Badens, we get from canada it is 15% we use it on all the birds. have not had a weak bird yet.


----------



## Pegasus (Feb 6, 2007)

I give mine Vinny mixed from Browns...If I noticed that they are skinny I give them safflower mixed with pellets, put a lot of weight in them to build their body structure...


----------



## g0ldenb0y55 (Dec 23, 2008)

Thanks for the comments guys and gals....sorry for commenting so late...I had forgotten about this thread! Lol.


----------



## ohiogsp (Feb 24, 2006)

Once I start flying mine I use the regular 15 percent but mix 50 percent barley. I am sure it is no where near 15 percent after that. Birds will fly and stay lean and mean if you feed this. After the sprint races are over they go on to the 15 percent when I am not carb loading for a race.


----------



## g0ldenb0y55 (Dec 23, 2008)

ohiogsp said:


> Once I start flying mine I use the regular 15 percent but mix 50 percent barley. I am sure it is no where near 15 percent after that. Birds will fly and stay lean and mean if you feed this. After the sprint races are over they go on to the 15 percent when I am not carb loading for a race.


Great info! Thanks!


----------



## whitesnmore (Sep 9, 2004)

ohiogsp said:


> Once I start flying mine I use the regular 15 percent but mix 50 percent barley. I am sure it is no where near 15 percent after that. Birds will fly and stay lean and mean if you feed this. After the sprint races are over they go on to the 15 percent when I am not carb loading for a race.


I cant add anything more to this as this is pretty much the way we do it. Works tooooooooo!


----------



## RodSD (Oct 24, 2008)

What kind of barley are we talking about?
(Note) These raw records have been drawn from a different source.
//! Draw recording and batching.
//!
//! Scene traversal does not talk to wgpu directly. It talks to a [`Painter`],
//! which gets told about every uniform upload, texture bind and draw in order.
//! [`DrawList`] is the painter the renderer uses: it snapshots the uniform
//! state of each draw into a 256-byte block so that a whole frame can be
//! uploaded with one buffer write, then replays the draws into a render pass
//! using dynamic offsets.
//!
//! # Key types
//!
//! - [`Painter`] is the seam between the scene graph and a backend
//! - [`ProgramLayout`] names the inputs of a shader program
//! - [`DrawList`] records draws and replays them into a [`wgpu::RenderPass`]
//!

use std::collections::HashMap;

use cgmath::Matrix4;
use log::warn;

use crate::{
    data_structures::scene_graph::MAX_TEXTURE_UNITS,
    resources::{Assets, MeshId, TextureId},
};

/// Floats in one per-draw uniform block.
pub const DRAW_BLOCK_FLOATS: usize = 64;
/// Bytes in one per-draw uniform block, which is also the dynamic offset
/// stride and therefore a multiple of the offset alignment.
pub const DRAW_BLOCK_SIZE: wgpu::BufferAddress = (DRAW_BLOCK_FLOATS * 4) as wgpu::BufferAddress;

/// A `vec4` slot inside the per-draw uniform block. A 4×4 matrix takes four
/// consecutive slots.
#[derive(Clone, Copy, Debug, PartialEq, Eq, Hash)]
pub struct UniformLocation(pub u32);

/// The bind group index a texture is bound to.
#[derive(Clone, Copy, Debug, PartialEq, Eq, Hash)]
pub struct SamplerLocation(pub u32);

/// Receives the effects of a scene traversal.
pub trait Painter {
    fn set_modeling(&mut self, location: UniformLocation, modeling: &Matrix4<f32>);
    /// `values` holds 1 to 4 floats.
    fn set_uniform(&mut self, location: UniformLocation, values: &[f32]);
    fn bind_texture(&mut self, unit: usize, texture: TextureId, location: SamplerLocation);
    fn unbind_texture(&mut self, unit: usize, location: SamplerLocation);
    fn draw(&mut self, mesh: MeshId, binding: usize);
}

/// Name lookup for the inputs of one shader program.
///
/// Every lookup returns `None` if the program has no input of that name.
#[derive(Clone, Debug, Default)]
pub struct ProgramLayout {
    uniforms: HashMap<&'static str, UniformLocation>,
    attributes: HashMap<&'static str, u32>,
    samplers: HashMap<&'static str, SamplerLocation>,
}

impl ProgramLayout {
    pub fn with_uniform(mut self, name: &'static str, slot: u32) -> Self {
        self.uniforms.insert(name, UniformLocation(slot));
        self
    }

    pub fn with_attribute(mut self, name: &'static str, location: u32) -> Self {
        self.attributes.insert(name, location);
        self
    }

    pub fn with_sampler(mut self, name: &'static str, group: u32) -> Self {
        self.samplers.insert(name, SamplerLocation(group));
        self
    }

    pub fn uniform_location(&self, name: &str) -> Option<UniformLocation> {
        self.uniforms.get(name).copied()
    }

    pub fn attribute_location(&self, name: &str) -> Option<u32> {
        self.attributes.get(name).copied()
    }

    pub fn sampler_location(&self, name: &str) -> Option<SamplerLocation> {
        self.samplers.get(name).copied()
    }

    /// Every sampler group the program declares, sorted by group index.
    pub fn sampler_groups(&self) -> Vec<SamplerLocation> {
        let mut groups: Vec<_> = self.samplers.values().copied().collect();
        groups.sort_by_key(|location| location.0);
        groups
    }
}

/// One recorded draw.
#[derive(Clone, Debug, PartialEq)]
pub struct DrawCommand {
    pub mesh: MeshId,
    pub binding: usize,
    /// Index of the uniform block in the owning list.
    pub block: usize,
    pub textures: Vec<(SamplerLocation, TextureId)>,
}

/// A [`Painter`] that records draws for later replay.
///
/// Uniform state carries over from one draw to the next until overwritten,
/// the same way program uniforms do.
#[derive(Debug)]
pub struct DrawList {
    current: [f32; DRAW_BLOCK_FLOATS],
    bound: [Option<(SamplerLocation, TextureId)>; MAX_TEXTURE_UNITS],
    blocks: Vec<f32>,
    commands: Vec<DrawCommand>,
}

impl Default for DrawList {
    fn default() -> Self {
        Self {
            current: [0.0; DRAW_BLOCK_FLOATS],
            bound: [None; MAX_TEXTURE_UNITS],
            blocks: Vec::new(),
            commands: Vec::new(),
        }
    }
}

impl DrawList {
    pub fn new() -> Self {
        Self::default()
    }

    pub fn commands(&self) -> &[DrawCommand] {
        &self.commands
    }

    pub fn is_empty(&self) -> bool {
        self.commands.is_empty()
    }

    /// All uniform blocks, one per command, back to back.
    pub fn blocks(&self) -> &[f32] {
        &self.blocks
    }

    pub fn block(&self, index: usize) -> Option<&[f32]> {
        let start = index * DRAW_BLOCK_FLOATS;
        self.blocks.get(start..start + DRAW_BLOCK_FLOATS)
    }

    fn slot_mut(&mut self, location: UniformLocation, slots: usize) -> Option<&mut [f32]> {
        let start = location.0 as usize * 4;
        self.current.get_mut(start..start + 4 * slots)
    }

    /// Replays the list into `pass`.
    ///
    /// `first_block` is where this list's blocks start in the uniform buffer
    /// behind `draw_group`, which is set at `draw_group_index` with a dynamic
    /// offset per draw. Every group in `samplers` gets a texture for every
    /// draw; groups the draw did not bind fall back to the default texture.
    pub fn replay(
        &self,
        pass: &mut wgpu::RenderPass<'_>,
        assets: &Assets,
        draw_group_index: u32,
        draw_group: &wgpu::BindGroup,
        first_block: usize,
        samplers: &[SamplerLocation],
    ) {
        let mut last_mesh: Option<MeshId> = None;
        for command in &self.commands {
            let Some(mesh) = assets.mesh(command.mesh) else {
                warn!("draw of unknown mesh {:?} skipped", command.mesh);
                continue;
            };
            let offset = (first_block + command.block) as wgpu::BufferAddress * DRAW_BLOCK_SIZE;
            pass.set_bind_group(draw_group_index, draw_group, &[offset as wgpu::DynamicOffset]);
            for location in samplers {
                let texture = command
                    .textures
                    .iter()
                    .find(|(bound, _)| bound == location)
                    .map(|(_, texture)| *texture);
                pass.set_bind_group(location.0, assets.texture_bind_group(texture), &[]);
            }
            if last_mesh != Some(command.mesh) {
                mesh.bind_buffers(pass);
                last_mesh = Some(command.mesh);
            }
            mesh.draw(pass, command.binding);
        }
    }
}

impl Painter for DrawList {
    fn set_modeling(&mut self, location: UniformLocation, modeling: &Matrix4<f32>) {
        let columns: [[f32; 4]; 4] = (*modeling).into();
        match self.slot_mut(location, 4) {
            Some(dst) => dst.copy_from_slice(columns.as_flattened()),
            None => warn!("modeling location {} is outside the draw block", location.0),
        }
    }

    fn set_uniform(&mut self, location: UniformLocation, values: &[f32]) {
        let Some(dst) = self.slot_mut(location, 1) else {
            warn!("uniform location {} is outside the draw block", location.0);
            return;
        };
        dst.fill(0.0);
        for (dst, src) in dst.iter_mut().zip(values) {
            *dst = *src;
        }
    }

    fn bind_texture(&mut self, unit: usize, texture: TextureId, location: SamplerLocation) {
        match self.bound.get_mut(unit) {
            Some(slot) => *slot = Some((location, texture)),
            None => warn!("texture unit {unit} does not exist"),
        }
    }

    fn unbind_texture(&mut self, unit: usize, _location: SamplerLocation) {
        if let Some(slot) = self.bound.get_mut(unit) {
            *slot = None;
        }
    }

    fn draw(&mut self, mesh: MeshId, binding: usize) {
        let block = self.commands.len();
        self.blocks.extend_from_slice(&self.current);
        self.commands.push(DrawCommand {
            mesh,
            binding,
            block,
            textures: self.bound.iter().flatten().copied().collect(),
        });
    }
}
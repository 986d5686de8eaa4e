//! The revert taxonomy.
//!
//! Every failed call reverts with one of these variants. The `Display`
//! strings are user-visible and consumed by existing integrations, so they
//! are part of the external contract and must never change. That includes
//! the historical misspelling in the budget fee message.

use agora_core::arith;
use agora_parameters::ParamError;
use thiserror::Error;

#[allow(missing_docs)]
#[derive(Debug, Error, Clone, PartialEq, Eq)]
pub enum Error {
    // eligibility
    #[error("Address is not a valid governor")]
    NotGovernor,
    #[error("Governor is not currently valid")]
    NotValidGovernor,
    #[error("Not enough governors to enable voting")]
    NotEnoughGovernors,

    // collateral
    #[error("Collateral is required for enrollment")]
    CollateralRequired,
    #[error("New collateral must be exact")]
    CollateralMismatch,

    // parameter proposals
    #[error("Governor has already voted")]
    AlreadyVoted,
    #[error("Another proposal is currently in progress")]
    ProposalInProgress,
    #[error("Proposal not found")]
    ProposalNotFound,
    #[error("Proposal value is out of range")]
    InvalidParameterValue,

    // rewards
    #[error("Reward is too high")]
    RewardTooHigh,
    #[error("No winner could be determined")]
    NoWinner,
    #[error("A reward was already paid at this block")]
    AlreadyRewardedThisBlock,
    #[error("Last reward is too recent")]
    LastRewardTooRecent,

    // budget
    #[error("Buget listing fee is required")]
    FeeRequired,

    // call boundary
    #[error("Unknown method: {0}")]
    UnknownMethod(String),
    #[error("Invalid call arguments")]
    InvalidArguments,
    #[error("Arithmetic overflow")]
    Overflow,
}

impl From<ParamError> for Error {
    fn from(err: ParamError) -> Self {
        match err {
            ParamError::InvalidValue => Error::InvalidParameterValue,
        }
    }
}

impl From<arith::Error> for Error {
    fn from(_: arith::Error) -> Self {
        Error::Overflow
    }
}

/// Governance result type.
pub type Result<T> = std::result::Result<T, Error>;
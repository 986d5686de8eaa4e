//! Parameter value holders.

use std::fmt::Display;

use agora_core::address::Address;
use agora_core::token::Amount;
use borsh::{BorshDeserialize, BorshSchema, BorshSerialize};
use serde::{Deserialize, Serialize};

use crate::{ParamError, ParamKind};

/// Number of entries in the gas cost table.
pub const GAS_SCHEDULE_LEN: usize = 39;

/// The genesis gas cost table.
pub const DEFAULT_GAS_SCHEDULE: [u64; GAS_SCHEDULE_LEN] = [
    10, 10, 10, 10, 10, 10, 10, 10, 10, 50, 30, 6, 200, 20000, 5000, 15000, 1,
    375, 8, 375, 32000, 700, 2300, 9000, 25000, 24000, 3, 512, 200, 21000,
    53000, 4, 68, 3, 700, 700, 400, 5000, 24576,
];

/// Genesis block size limit in bytes.
pub const DEFAULT_BLOCK_SIZE: u64 = 2_000_000;

/// Genesis minimum gas price in base units.
pub const DEFAULT_MIN_GAS_PRICE: u64 = 1;

/// Genesis block gas limit.
pub const DEFAULT_BLOCK_GAS_LIMIT: u64 = 40_000_000;

/// Genesis governor collateral.
pub const DEFAULT_COLLATERAL: Amount = Amount::native_whole(10);

/// Genesis budget proposal listing fee.
pub const DEFAULT_BUDGET_FEE: Amount = Amount::native_whole(1);

/// A parameter value, typed per kind.
#[derive(
    Debug,
    Clone,
    PartialEq,
    Eq,
    BorshSchema,
    BorshSerialize,
    BorshDeserialize,
    Serialize,
    Deserialize,
)]
pub enum ParamValue {
    /// The per-opcode gas cost table.
    Schedule(Vec<u64>),
    /// A scalar in the parameter's native unit.
    Scalar(u64),
    /// An amount of native tokens.
    Amount(Amount),
}

impl Display for ParamValue {
    fn fmt(&self, f: &mut std::fmt::Formatter<'_>) -> std::fmt::Result {
        match self {
            ParamValue::Schedule(costs) => {
                write!(f, "schedule[{} entries]", costs.len())
            }
            ParamValue::Scalar(value) => write!(f, "{value}"),
            ParamValue::Amount(amount) => write!(f, "{amount}"),
        }
    }
}

/// A single addressable parameter holder.
///
/// Holders carry no logic beyond storing a validated value; governance can
/// swap which holder is active for a given parameter without touching the
/// others.
#[derive(
    Debug,
    Clone,
    PartialEq,
    Eq,
    BorshSchema,
    BorshSerialize,
    BorshDeserialize,
    Serialize,
    Deserialize,
)]
pub struct ParamStore {
    /// The kind of parameter this holder governs.
    pub kind: ParamKind,
    /// The holder's own address.
    pub address: Address,
    /// The held value.
    pub value: ParamValue,
}

impl ParamStore {
    /// Create a holder with a validated initial value.
    pub fn new(
        kind: ParamKind,
        address: Address,
        value: ParamValue,
    ) -> Result<Self, ParamError> {
        validate(kind, &value)?;
        Ok(Self {
            kind,
            address,
            value,
        })
    }

    /// Replace the held value, validating it first.
    pub fn set(&mut self, value: ParamValue) -> Result<(), ParamError> {
        validate(self.kind, &value)?;
        self.value = value;
        Ok(())
    }
}

/// Check a candidate value against the fixed range for its parameter kind.
pub fn validate(kind: ParamKind, value: &ParamValue) -> Result<(), ParamError> {
    let ok = match (kind, value) {
        (ParamKind::GasSchedule, ParamValue::Schedule(costs)) => {
            costs.len() == GAS_SCHEDULE_LEN && costs.iter().all(|c| *c > 0)
        }
        (ParamKind::BlockSize, ParamValue::Scalar(size)) => {
            (1_000_000..=32_000_000).contains(size)
        }
        (ParamKind::MinGasPrice, ParamValue::Scalar(price)) => {
            (1..=10_000).contains(price)
        }
        (ParamKind::BlockGasLimit, ParamValue::Scalar(limit)) => {
            (1_000_000..=1_000_000_000).contains(limit)
        }
        (ParamKind::Collateral, ParamValue::Amount(amount)) => {
            !amount.is_zero()
        }
        (ParamKind::BudgetFee, ParamValue::Amount(amount)) => {
            !amount.is_zero()
        }
        // shape mismatch
        _ => false,
    };
    if ok { Ok(()) } else { Err(ParamError::InvalidValue) }
}
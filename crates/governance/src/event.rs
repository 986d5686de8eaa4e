//! Protocol events.
//!
//! Every state-changing call appends typed events that the execution
//! environment can index or forward to subscribers. Event types are
//! hierarchical path strings and are part of the external interface.

use agora_core::address::Address;
use agora_core::chain::BlockHeight;
use agora_core::token::Amount;
use agora_parameters::ParamKind;
use serde::{Deserialize, Serialize};

use crate::budget::{BudgetVote, Settlement};

/// An event emitted by a protocol call.
#[derive(Debug, Clone, PartialEq, Serialize, Deserialize)]
pub enum ProtocolEvent {
    /// A governor enrolled with full collateral.
    GovernorEnrolled {
        /// The new governor.
        governor: Address,
        /// The staked collateral.
        collateral: Amount,
    },
    /// A governor was refunded collateral.
    GovernorUnenrolled {
        /// The governor refunded.
        governor: Address,
        /// The refunded amount.
        refund: Amount,
        /// Whether the governor left the registry entirely.
        full: bool,
    },
    /// A governor proved liveness.
    GovernorPinged {
        /// The governor that pinged.
        governor: Address,
    },
    /// An inactive governor was evicted and refunded.
    GovernorRemoved {
        /// The evicted governor.
        governor: Address,
        /// The refunded collateral.
        refund: Amount,
    },
    /// A block reward was paid out.
    RewardPaid {
        /// The winning governor.
        governor: Address,
        /// The reward amount.
        amount: Amount,
        /// The rewarded block.
        height: BlockHeight,
    },
    /// A parameter proposal round opened.
    ProposalOpened {
        /// The parameter under vote.
        kind: ParamKind,
    },
    /// A parameter proposal round expired and was discarded.
    ProposalExpired {
        /// The parameter that was under vote.
        kind: ParamKind,
    },
    /// A parameter change reached majority and was applied.
    ProposalPassed {
        /// The changed parameter.
        kind: ParamKind,
    },
    /// A budget proposal was listed.
    BudgetProposalStarted {
        /// The new proposal id.
        id: u64,
        /// The listing account.
        owner: Address,
        /// Requested payout per period.
        requested: Amount,
    },
    /// A governor voted on a budget proposal.
    BudgetVoteCast {
        /// The proposal voted on.
        id: u64,
        /// The voting governor.
        governor: Address,
        /// The ballot.
        vote: BudgetVote,
    },
    /// The treasury received a donation.
    BudgetFunded {
        /// The donated amount.
        amount: Amount,
    },
    /// A budget period was settled.
    BudgetSettled {
        /// Payouts, evictions and the burned remainder.
        settlement: Settlement,
    },
}

impl ProtocolEvent {
    /// The hierarchical event type path.
    pub fn event_type(&self) -> &'static str {
        match self {
            ProtocolEvent::GovernorEnrolled { .. } => {
                "governance/governor/enrolled"
            }
            ProtocolEvent::GovernorUnenrolled { .. } => {
                "governance/governor/unenrolled"
            }
            ProtocolEvent::GovernorPinged { .. } => {
                "governance/governor/pinged"
            }
            ProtocolEvent::GovernorRemoved { .. } => {
                "governance/governor/removed"
            }
            ProtocolEvent::RewardPaid { .. } => "governance/reward/paid",
            ProtocolEvent::ProposalOpened { .. } => {
                "governance/proposal/opened"
            }
            ProtocolEvent::ProposalExpired { .. } => {
                "governance/proposal/expired"
            }
            ProtocolEvent::ProposalPassed { .. } => {
                "governance/proposal/passed"
            }
            ProtocolEvent::BudgetProposalStarted { .. } => {
                "budget/proposal/started"
            }
            ProtocolEvent::BudgetVoteCast { .. } => "budget/proposal/vote",
            ProtocolEvent::BudgetFunded { .. } => "budget/funded",
            ProtocolEvent::BudgetSettled { .. } => "budget/settled",
        }
    }
}

impl std::fmt::Display for ProtocolEvent {
    fn fmt(&self, f: &mut std::fmt::Formatter<'_>) -> std::fmt::Result {
        write!(f, "{}", self.event_type())
    }
}
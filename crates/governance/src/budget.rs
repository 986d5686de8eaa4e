//! The budget treasury.
//!
//! Anyone may list a spending proposal for a fee, and anyone may donate to
//! the treasury. Valid governors vote on listed proposals, and a
//! permissionless settlement at the end of each budget period pays every
//! net-approved proposal it can afford, evicts rejected and expired ones,
//! and burns whatever is left.

use std::collections::BTreeMap;

use agora_core::address::Address;
use agora_core::arith::checked;
use agora_core::chain::BlockHeight;
use agora_core::token::Amount;
use borsh::{BorshDeserialize, BorshSerialize};
use itertools::Itertools;
use serde::{Deserialize, Serialize};

use crate::errors::{Error, Result};
use crate::registry::GovernorRegistry;

/// A governor's ballot on a budget proposal.
///
/// The zero discriminant is reserved for "has not voted" in the wire
/// encoding of vote queries.
#[derive(
    Debug,
    Clone,
    Copy,
    PartialEq,
    Eq,
    BorshSerialize,
    BorshDeserialize,
    Serialize,
    Deserialize,
)]
#[borsh(use_discriminant = true)]
#[repr(u8)]
pub enum BudgetVote {
    /// Counted for quorum purposes only.
    Abstain = 1,
    /// Against funding.
    No = 2,
    /// For funding.
    Yes = 3,
}

impl TryFrom<u64> for BudgetVote {
    type Error = Error;

    fn try_from(raw: u64) -> Result<Self> {
        match raw {
            1 => Ok(BudgetVote::Abstain),
            2 => Ok(BudgetVote::No),
            3 => Ok(BudgetVote::Yes),
            _ => Err(Error::InvalidArguments),
        }
    }
}

/// A listed budget proposal.
#[derive(
    Debug,
    Clone,
    PartialEq,
    Eq,
    BorshSerialize,
    BorshDeserialize,
    Serialize,
    Deserialize,
)]
pub struct BudgetProposal {
    /// Stable identifier; ids start at 1 and are never reused.
    pub id: u64,
    /// The account paid when the proposal is funded.
    pub owner: Address,
    /// Short human-readable title.
    pub title: String,
    /// Longer free-form description.
    pub description: String,
    /// Off-chain reference.
    pub url: String,
    /// Payout requested per budget period.
    pub requested: Amount,
    /// Budget periods left to pay.
    pub remaining_periods: u64,
    /// Height past which an unfunded proposal is evicted.
    pub deadline_height: BlockHeight,
    /// Whether the proposal has ever been paid.
    pub funded: bool,
    /// Yes ballots.
    pub yes_count: u64,
    /// No ballots.
    pub no_count: u64,
    /// Abstain ballots.
    pub abstain_count: u64,
    ballots: BTreeMap<Address, BudgetVote>,
}

impl BudgetProposal {
    /// The ballot `governor` has cast, if any.
    pub fn ballot(&self, governor: &Address) -> Option<BudgetVote> {
        self.ballots.get(governor).copied()
    }

    /// Total ballots cast.
    pub fn ballot_count(&self) -> u64 {
        self.ballots.len() as u64
    }

    fn count_mut(&mut self, vote: BudgetVote) -> &mut u64 {
        match vote {
            BudgetVote::Abstain => &mut self.abstain_count,
            BudgetVote::No => &mut self.no_count,
            BudgetVote::Yes => &mut self.yes_count,
        }
    }
}

/// A single payout produced by settlement.
#[derive(Debug, Clone, PartialEq, Eq, Serialize, Deserialize)]
pub struct Payout {
    /// The proposal that was funded.
    pub proposal_id: u64,
    /// The account to pay.
    pub owner: Address,
    /// The amount paid for this period.
    pub amount: Amount,
}

/// What a settlement did.
#[derive(Debug, Clone, Default, PartialEq, Eq, Serialize, Deserialize)]
pub struct Settlement {
    /// Payouts in ascending proposal id order.
    pub payouts: Vec<Payout>,
    /// Ids evicted this settlement.
    pub removed: Vec<u64>,
    /// The leftover treasury balance, burned.
    pub burned: Amount,
}

/// The budget treasury and proposal book.
#[derive(
    Debug, Clone, BorshSerialize, BorshDeserialize, Serialize, Deserialize,
)]
pub struct BudgetAllocator {
    balance: Amount,
    period_blocks: u64,
    next_id: u64,
    proposals: Vec<BudgetProposal>,
    index: BTreeMap<u64, u64>,
}
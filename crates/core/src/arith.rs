//! Arithmetics helpers

pub use smooth_operator::{checked, Error};
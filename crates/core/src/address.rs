//! Account addresses.

use std::fmt::Display;
use std::str::FromStr;

use borsh::{BorshDeserialize, BorshSchema, BorshSerialize};
use serde::{Deserialize, Serialize};
use thiserror::Error;

/// The length of an [`Address`] in bytes.
pub const ADDRESS_LEN: usize = 20;

/// First byte of every internal (protocol-owned) address.
const INTERNAL_PREFIX: u8 = 0xfe;

#[allow(missing_docs)]
#[derive(Debug, Error)]
pub enum DecodeError {
    #[error("Address must be {} hex characters, got {0:?}", ADDRESS_LEN * 2)]
    InvalidLength(String),
    #[error("Address contains a non-hex character: {0:?}")]
    InvalidHex(String),
}

/// An account identifier, rendered as lowercase hex.
///
/// Addresses are opaque to the protocol core. The execution environment
/// authenticates the sender before dispatch; the core only compares and
/// stores them.
#[derive(
    Debug,
    Clone,
    Copy,
    PartialEq,
    Eq,
    PartialOrd,
    Ord,
    Hash,
    BorshSchema,
    BorshSerialize,
    BorshDeserialize,
    Serialize,
    Deserialize,
)]
pub struct Address([u8; ADDRESS_LEN]);

impl Address {
    /// Build an address from raw bytes.
    pub const fn from_bytes(bytes: [u8; ADDRESS_LEN]) -> Self {
        Self(bytes)
    }

    /// An internal, protocol-owned address derived from a tag. Internal
    /// addresses are distinguishable from account addresses by prefix.
    pub const fn internal(tag: u8) -> Self {
        let mut bytes = [0u8; ADDRESS_LEN];
        bytes[0] = INTERNAL_PREFIX;
        bytes[ADDRESS_LEN - 1] = tag;
        Self(bytes)
    }

    /// Check whether this is a protocol-owned address.
    pub fn is_internal(&self) -> bool {
        self.0[0] == INTERNAL_PREFIX
    }

    /// The raw bytes of the address.
    pub fn as_bytes(&self) -> &[u8; ADDRESS_LEN] {
        &self.0
    }
}

impl Display for Address {
    fn fmt(&self, f: &mut std::fmt::Formatter<'_>) -> std::fmt::Result {
        for byte in self.0 {
            write!(f, "{byte:02x}")?;
        }
        Ok(())
    }
}

impl FromStr for Address {
    type Err = DecodeError;

    fn from_str(s: &str) -> Result<Self, Self::Err> {
        if s.len() != ADDRESS_LEN * 2 {
            return Err(DecodeError::InvalidLength(s.to_string()));
        }
        let mut bytes = [0u8; ADDRESS_LEN];
        for (i, chunk) in s.as_bytes().chunks_exact(2).enumerate() {
            let chunk = std::str::from_utf8(chunk)
                .map_err(|_| DecodeError::InvalidHex(s.to_string()))?;
            bytes[i] = u8::from_str_radix(chunk, 16)
                .map_err(|_| DecodeError::InvalidHex(s.to_string()))?;
        }
        Ok(Self(bytes))
    }
}

#[cfg(any(test, feature = "testing"))]
/// Testing helpers and strategies for addresses
pub mod testing {
    use proptest::prelude::*;

    use super::*;

    /// A deterministic established account address.
    pub fn established_address_1() -> Address {
        Address::from_bytes([0x11; ADDRESS_LEN])
    }

    /// A deterministic established account address.
    pub fn established_address_2() -> Address {
        Address::from_bytes([0x22; ADDRESS_LEN])
    }

    /// A deterministic established account address.
    pub fn established_address_3() -> Address {
        Address::from_bytes([0x33; ADDRESS_LEN])
    }

    /// A deterministic established account address.
    pub fn established_address_4() -> Address {
        Address::from_bytes([0x44; ADDRESS_LEN])
    }

    /// The n-th deterministic established account address.
    pub fn established_address_n(n: u8) -> Address {
        let mut bytes = [n; ADDRESS_LEN];
        bytes[0] = 0x10;
        Address::from_bytes(bytes)
    }

    /// Generate an arbitrary account address.
    pub fn arb_address() -> impl Strategy<Value = Address> {
        proptest::array::uniform20(1u8..0xfe).prop_map(Address::from_bytes)
    }
}

#[cfg(test)]
mod tests {
    use assert_matches::assert_matches;

    use super::*;

    #[test]
    fn test_address_hex_round_trip() {
        let addr = testing::established_address_1();
        let hex = addr.to_string();
        assert_eq!(hex.len(), ADDRESS_LEN * 2);
        assert_eq!(Address::from_str(&hex).unwrap(), addr);
    }

    #[test]
    fn test_address_decode_rejects_garbage() {
        assert_matches!(
            Address::from_str("too-short"),
            Err(DecodeError::InvalidLength(_))
        );
        assert_matches!(
            Address::from_str(&"zz".repeat(ADDRESS_LEN)),
            Err(DecodeError::InvalidHex(_))
        );
    }

    #[test]
    fn test_internal_addresses_are_marked() {
        assert!(Address::internal(4).is_internal());
        assert!(!testing::established_address_2().is_internal());
        assert_ne!(Address::internal(4), Address::internal(5));
    }
}
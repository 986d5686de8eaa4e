//! Agora base types, shared by every protocol component.

#![deny(rustdoc::broken_intra_doc_links)]
#![deny(rustdoc::private_intra_doc_links)]
#![warn(
    missing_docs,
    rust_2018_idioms,
    clippy::cast_sign_loss,
    clippy::cast_possible_truncation,
    clippy::cast_possible_wrap,
    clippy::cast_lossless,
    clippy::arithmetic_side_effects,
    clippy::dbg_macro,
    clippy::print_stdout,
    clippy::print_stderr
)]

pub mod address;
pub mod arith;
pub mod chain;
pub mod token;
I think there are different kinds. At supermarket they have like pearled barley or something.


----------



## Brummie (Feb 16, 2009)

g0ldenb0y55 said:


> I was told to use a 15% protien racing mix that we get from a local feed store around here. What do you guy use?


Do you have a menter?


----------



## Brummie (Feb 16, 2009)

StoN3d said:


> I make my own mix for the YB racers
> I use 4 parts 15% regular pigeon mix ( browns international mix )
> 1 part pigeon pellets
> 2 parts barley
> ...


That's heavy Just my opinon


----------



## Brummie (Feb 16, 2009)

...Just a follow up.A pigeon crop does'nt have to be full


----------



## whitesnmore (Sep 9, 2004)

RodSD said:


> What kind of barley are we talking about? I think there are different kinds. At supermarket they have like pearled barley or something.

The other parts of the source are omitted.